*Instructions for the task*: Look through the data that follows and say how many of its lines contain "OrderKind", giving the number only.

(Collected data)
//! Order facade: turns order requests into venue calls and funnels every call
//! through `safe_call`, which never lets a failure escape.
//!
//! A failed call yields `None`. The cause is only visible through the
//! diagnostics channels, not through the return value.

use crate::diagnostics::{operator_message, Diagnostics};
use crate::error::{FailureKind, RequestError};
use crate::impls::normalize_symbol;
use crate::session::ExchangeSession;
use crate::types::{OrderKind, OrderRequest, TimeInForce, VenueCall};

use log::Level;
use rust_decimal::Decimal;
use serde_json::Value;

pub struct OrderFacade<S, D> {
    session: S,
    diagnostics: D,
}

impl<S: ExchangeSession, D: Diagnostics> OrderFacade<S, D> {
    pub fn new(session: S, diagnostics: D) -> Self {
        OrderFacade { session, diagnostics }
    }

    /// Log the attempt, invoke the session, log the outcome.
    /// Any error ends here: it is logged, reported to the operator, and
    /// turned into `None`.
    pub fn safe_call(&self, description: &str, call: &VenueCall) -> Option<Value> {
        self.diagnostics.record(
            Level::Info,
            &format!("API Request: {} | Operation: {} | Params: {:?}", description, call.operation, call.params),
        );

        match self.session.invoke(call) {
            Ok(response) => {
                self.diagnostics
                    .record(Level::Info, &format!("API Response ({}): {}", description, response));
                Some(response)
            }
            Err(e) => {
                self.diagnostics.record(
                    Level::Error,
                    &format!(
                        "{:?} error during {} | Operation: {} | Params: {:?} | Detail: {:?}",
                        e.kind(),
                        description,
                        call.operation,
                        call.params,
                        e
                    ),
                );
                self.diagnostics.notify(e.kind(), &operator_message(description, &e));
                None
            }
        }
    }

    /// Submit an already validated order request.
    pub fn place(&self, request: &OrderRequest) -> Option<Value> {
        self.safe_call(&request.description(), &request.to_call())
    }

    pub fn place_market(&self, symbol: &str, side: &str, quantity: Decimal) -> Option<Value> {
        self.place_checked("MARKET", symbol, side, OrderRequest::new(symbol, side, quantity, OrderKind::Market))
    }

    /// LIMIT order, good till cancel.
    pub fn place_limit(&self, symbol: &str, side: &str, quantity: Decimal, price: Decimal) -> Option<Value> {
        self.place_limit_with(symbol, side, quantity, price, TimeInForce::default())
    }

    pub fn place_limit_with(
        &self,
        symbol: &str,
        side: &str,
        quantity: Decimal,
        price: Decimal,
        time_in_force: TimeInForce,
    ) -> Option<Value> {
        let kind = OrderKind::Limit { price, time_in_force };
        self.place_checked("LIMIT", symbol, side, OrderRequest::new(symbol, side, quantity, kind))
    }

    /// STOP-LIMIT order, good till cancel. Triggered at `stop_price`,
    /// executed at `limit_price`.
    pub fn place_stop_limit(
        &self,
        symbol: &str,
        side: &str,
        quantity: Decimal,
        stop_price: Decimal,
        limit_price: Decimal,
    ) -> Option<Value> {
        self.place_stop_limit_with(symbol, side, quantity, stop_price, limit_price, TimeInForce::default())
    }

    pub fn place_stop_limit_with(
        &self,
        symbol: &str,
        side: &str,
        quantity: Decimal,
        stop_price: Decimal,
        limit_price: Decimal,
        time_in_force: TimeInForce,
    ) -> Option<Value> {
        let kind = OrderKind::StopLimit { stop_price, limit_price, time_in_force };
        self.place_checked("STOP-LIMIT", symbol, side, OrderRequest::new(symbol, side, quantity, kind))
    }

    /// Read-only, the raw response is returned as is.
    pub fn get_mark_price(&self, symbol: &str) -> Option<Value> {
        match normalize_symbol(symbol) {
            Ok(symbol) => self.safe_call(&format!("Get mark price for {}", symbol), &VenueCall::mark_price(&symbol)),
            Err(e) => self.reject(&format!("Get mark price for {}", symbol), &e),
        }
    }

    fn place_checked(
        &self,
        label: &str,
        symbol: &str,
        side: &str,
        request: Result<OrderRequest, RequestError>,
    ) -> Option<Value> {
        match request {
            Ok(request) => self.place(&request),
            Err(e) => self.reject(
                &format!("Futures {} {} {}", label, side.to_ascii_uppercase(), symbol.to_ascii_uppercase()),
                &e,
            ),
        }
    }

    /// Request failed local checks, nothing is sent.
    fn reject(&self, description: &str, err: &RequestError) -> Option<Value> {
        self.diagnostics
            .record(Level::Error, &format!("Rejected {} before sending: {}", description, err));
        self.diagnostics
            .notify(FailureKind::InvalidRequest, &format!("Invalid order request for {}: {}", description, err));
        None
    }
}

#[cfg(test)]
mod tests {
    use super::*;
    use crate::error::VenueError;
    use std::cell::RefCell;

    struct FailingSession(VenueError);

    impl ExchangeSession for FailingSession {
        fn invoke(&self, _call: &VenueCall) -> Result<Value, VenueError> {
            Err(self.0.clone())
        }
    }

    #[derive(Default)]
    struct Capture {
        logs: RefCell<Vec<(Level, String)>>,
        notes: RefCell<Vec<(FailureKind, String)>>,
    }

    impl Diagnostics for Capture {
        fn record(&self, level: Level, message: &str) {
            self.logs.borrow_mut().push((level, message.to_string()));
        }

        fn notify(&self, kind: FailureKind, message: &str) {
            self.notes.borrow_mut().push((kind, message.to_string()));
        }
    }

    #[test]
    fn safe_call_absorbs_unexpected_error() {
        let capture = Capture::default();
        let facade = OrderFacade::new(FailingSession(VenueError::Unexpected("boom".into())), &capture);

        assert_eq!(facade.safe_call("probe", &VenueCall::mark_price("BTCUSDT")), None);

        let logs = capture.logs.borrow();
        assert_eq!(logs.len(), 2);
        assert_eq!(logs[0].0, Level::Info);
        assert!(logs[0].1.contains("API Request: probe"));
        assert_eq!(logs[1].0, Level::Error);
        assert_eq!(
            capture.notes.borrow().as_slice(),
            &[(FailureKind::Unexpected, "Unexpected error during probe: boom".to_string())]
        );
    }

    #[test]
    fn invalid_side_never_reaches_session() {
        struct Unreachable;
        impl ExchangeSession for Unreachable {
            fn invoke(&self, _call: &VenueCall) -> Result<Value, VenueError> {
                panic!("session must not be called");
            }
        }

        let capture = Capture::default();
        let facade = OrderFacade::new(Unreachable, &capture);

        assert_eq!(facade.place_market("BTCUSDT", "hold", Decimal::ONE), None);
        let notes = capture.notes.borrow();
        assert_eq!(notes.len(), 1);
        assert_eq!(notes[0].0, FailureKind::InvalidRequest);
        assert!(notes[0].1.contains("'hold'"));
    }
}
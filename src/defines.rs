/// Production base url of USDT-M futures REST API
pub const FUTURES_MAINNET_URL: &str = "https://fapi.binance.com";

/// Testnet base url of USDT-M futures REST API.
/// Testnet keys are rejected by production endpoint, so this has to be used
/// whenever session is created for testnet.
pub const FUTURES_TESTNET_URL: &str = "https://testnet.binancefuture.com";

pub const CREATE_ORDER_PATH: &str = "/fapi/v1/order";
pub const MARK_PRICE_PATH: &str = "/fapi/v1/premiumIndex";

/// Header carrying api-key for signed endpoints
pub const API_KEY_HEADER: &str = "X-MBX-APIKEY";

/// Milliseconds the request stays valid after its timestamp
pub const DEFAULT_RECV_WINDOW_MS: u64 = 5000;

pub const DEFAULT_TIMEOUT_SECS: u64 = 10;

pub const DEFAULT_LOG_FILE: &str = "trading_bot.log";
pub const DEFAULT_SYMBOL: &str = "BTCUSDT";

pub const ENV_API_KEY: &str = "BINANCE_API_KEY";
pub const ENV_API_SECRET: &str = "BINANCE_API_SECRET";
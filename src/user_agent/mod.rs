//! External user agent capability and interactive flow sessions
//!
//! An interactive flow is handed to an [`ExternalUserAgent`] (a browser, a
//! system authentication sheet) and comes back as a redirect URI.  The
//! [`ExternalUserAgentSession`] in between guarantees that exactly one
//! outcome is delivered, whichever of redirect, user dismissal, or program
//! cancellation happens first.
//!
//! - [`session::ExternalUserAgentSession`] -- the state machine.
//! - [`loopback::LoopbackUserAgent`] -- opens the system browser and
//!   receives the redirect on a `127.0.0.1` listener.

use std::fmt;
use std::sync::Arc;

use url::Url;

use crate::error::Result;

pub mod loopback;
pub mod session;

pub use loopback::LoopbackUserAgent;
pub use session::{ExternalUserAgentSession, SessionCompletion, SessionState};

/// A request that is completed by a redirect through the external agent.
pub trait UserAgentFlow: Send + Sync + 'static {
    /// What a successful redirect decodes to.
    type Response: Send + 'static;

    /// The URL presented to the user.
    fn external_url(&self) -> Result<Url>;

    /// The redirect URI that ends the flow.
    fn redirect_uri(&self) -> &Url;

    /// Decodes and validates the redirect that ended the flow.
    fn parse_redirect(&self, url: &Url) -> Result<Self::Response>;
}

/// The channel from an external agent back into its session.
pub trait ResumableSession: Send + Sync {
    /// Delivers a redirect.
    ///
    /// Returns `Ok(false)` when `url` is not this session's redirect URI and
    /// the agent should keep waiting.
    fn resume(&self, url: &Url) -> Result<bool>;

    /// Reports that the user dismissed the agent.
    fn user_cancelled(&self);
}

/// The presentation capability of an external user agent.
#[async_trait::async_trait]
pub trait ExternalUserAgent: Send + Sync + fmt::Debug {
    /// Presents `url` to the user.
    ///
    /// The agent keeps `session` and later calls
    /// [`ResumableSession::resume`] with the redirect, or
    /// [`ResumableSession::user_cancelled`] on dismissal.
    ///
    /// # Errors
    ///
    /// Returns an error when the agent could not be launched.
    async fn present(&self, url: Url, session: Arc<dyn ResumableSession>) -> Result<()>;

    /// Tears down the presentation after a program cancellation.
    fn dismiss(&self);
}

/// Compares two URLs up to their query and fragment.
pub(crate) fn matches_redirect(redirect_uri: &Url, candidate: &Url) -> bool {
    redirect_uri.scheme() == candidate.scheme()
        && redirect_uri.host_str() == candidate.host_str()
        && redirect_uri.port_or_known_default() == candidate.port_or_known_default()
        && redirect_uri.path() == candidate.path()
}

*Solution to this problem*: 4